# Task directions:
From the first record to the last, write each one out again exactly.
______
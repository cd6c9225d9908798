//! Streaming row parser.

use std::collections::HashMap;
use std::io::Read;

use super::error::IngestError;
use super::headers::canonical_field;
use super::row::RawRow;

/// Streams canonical rows out of a tabular byte stream.
///
/// The header row is read eagerly to build the column map; data rows are
/// produced lazily, bounded only by file size, and the source is not
/// restartable without re-reading. Rows where every field is blank are
/// dropped silently (they still consume a row number so report numbering
/// matches the source file).
pub struct RowParser<R: Read> {
    records: csv::StringRecordsIntoIter<R>,
    columns: Vec<String>,
    next_number: usize,
}

impl<R: Read> RowParser<R> {
    /// Opens a parser over a reader, consuming the header row.
    ///
    /// # Errors
    ///
    /// Returns an error if the header row is missing or unreadable.
    pub fn new(reader: R) -> Result<Self, IngestError> {
        let mut csv_reader = csv::ReaderBuilder::new()
            .has_headers(true)
            .trim(csv::Trim::All)
            .flexible(true)
            .from_reader(reader);

        let headers = csv_reader.headers()?.clone();
        if headers.is_empty() {
            return Err(IngestError::MissingHeaders);
        }

        let columns = headers
            .iter()
            .map(|header| {
                canonical_field(header)
                    .map_or_else(|| header.trim().to_string(), str::to_string)
            })
            .collect();

        Ok(Self {
            records: csv_reader.into_records(),
            columns,
            next_number: 0,
        })
    }

    /// The canonical (or passed-through) column names, in file order.
    #[must_use]
    pub fn columns(&self) -> &[String] {
        &self.columns
    }

    /// Checks that every required canonical column was recognized in the
    /// header row, so a file missing a whole column fails once up front
    /// instead of once per row.
    ///
    /// # Errors
    ///
    /// Returns [`IngestError::MissingColumn`] naming the first absent column.
    pub fn require_columns(&self, required: &[&'static str]) -> Result<(), IngestError> {
        for name in required {
            if !self.columns.iter().any(|column| column == name) {
                return Err(IngestError::MissingColumn(name));
            }
        }
        Ok(())
    }
}

impl<R: Read> Iterator for RowParser<R> {
    type Item = Result<RawRow, IngestError>;

    fn next(&mut self) -> Option<Self::Item> {
        loop {
            let record = match self.records.next()? {
                Ok(record) => record,
                Err(e) => return Some(Err(IngestError::Csv(e))),
            };
            self.next_number += 1;

            let mut fields = HashMap::with_capacity(self.columns.len());
            for (index, column) in self.columns.iter().enumerate() {
                let value = record.get(index).unwrap_or("").trim();
                fields.insert(column.clone(), value.to_string());
            }

            let row = RawRow::new(self.next_number, fields);
            if row.is_blank() {
                continue;
            }
            return Some(Ok(row));
        }
    }
}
______
# Task solution:
repository cd6c9225d9908798
//! Streaming row parser.

use std::collections::HashMap;
use std::io::Read;

use super::error::IngestError;
use super::headers::canonical_field;
use super::row::RawRow;

/// Streams canonical rows out of a tabular byte stream.
///
/// The header row is read eagerly to build the column map; data rows are
/// produced lazily, bounded only by file size, and the source is not
/// restartable without re-reading. Rows where every field is blank are
/// dropped silently (they still consume a row number so report numbering
/// matches the source file).
pub struct RowParser<R: Read> {
    records: csv::StringRecordsIntoIter<R>,
    columns: Vec<String>,
    next_number: usize,
}

impl<R: Read> RowParser<R> {
    /// Opens a parser over a reader, consuming the header row.
    ///
    /// # Errors
    ///
    /// Returns an error if the header row is missing or unreadable.
    pub fn new(reader: R) -> Result<Self, IngestError> {
        let mut csv_reader = csv::ReaderBuilder::new()
            .has_headers(true)
            .trim(csv::Trim::All)
            .flexible(true)
            .from_reader(reader);

        let headers = csv_reader.headers()?.clone();
        if headers.is_empty() {
            return Err(IngestError::MissingHeaders);
        }

        let columns = headers
            .iter()
            .map(|header| {
                canonical_field(header)
                    .map_or_else(|| header.trim().to_string(), str::to_string)
            })
            .collect();

        Ok(Self {
            records: csv_reader.into_records(),
            columns,
            next_number: 0,
        })
    }

    /// The canonical (or passed-through) column names, in file order.
    #[must_use]
    pub fn columns(&self) -> &[String] {
        &self.columns
    }

    /// Checks that every required canonical column was recognized in the
    /// header row, so a file missing a whole column fails once up front
    /// instead of once per row.
    ///
    /// # Errors
    ///
    /// Returns [`IngestError::MissingColumn`] naming the first absent column.
    pub fn require_columns(&self, required: &[&'static str]) -> Result<(), IngestError> {
        for name in required {
            if !self.columns.iter().any(|column| column == name) {
                return Err(IngestError::MissingColumn(name));
            }
        }
        Ok(())
    }
}

impl<R: Read> Iterator for RowParser<R> {
    type Item = Result<RawRow, IngestError>;

    fn next(&mut self) -> Option<Self::Item> {
        loop {
            let record = match self.records.next()? {
                Ok(record) => record,
                Err(e) => return Some(Err(IngestError::Csv(e))),
            };
            self.next_number += 1;

            let mut fields = HashMap::with_capacity(self.columns.len());
            for (index, column) in self.columns.iter().enumerate() {
                let value = record.get(index).unwrap_or("").trim();
                fields.insert(column.clone(), value.to_string());
            }

            let row = RawRow::new(self.next_number, fields);
            if row.is_blank() {
                continue;
            }
            return Some(Ok(row));
        }
    }
}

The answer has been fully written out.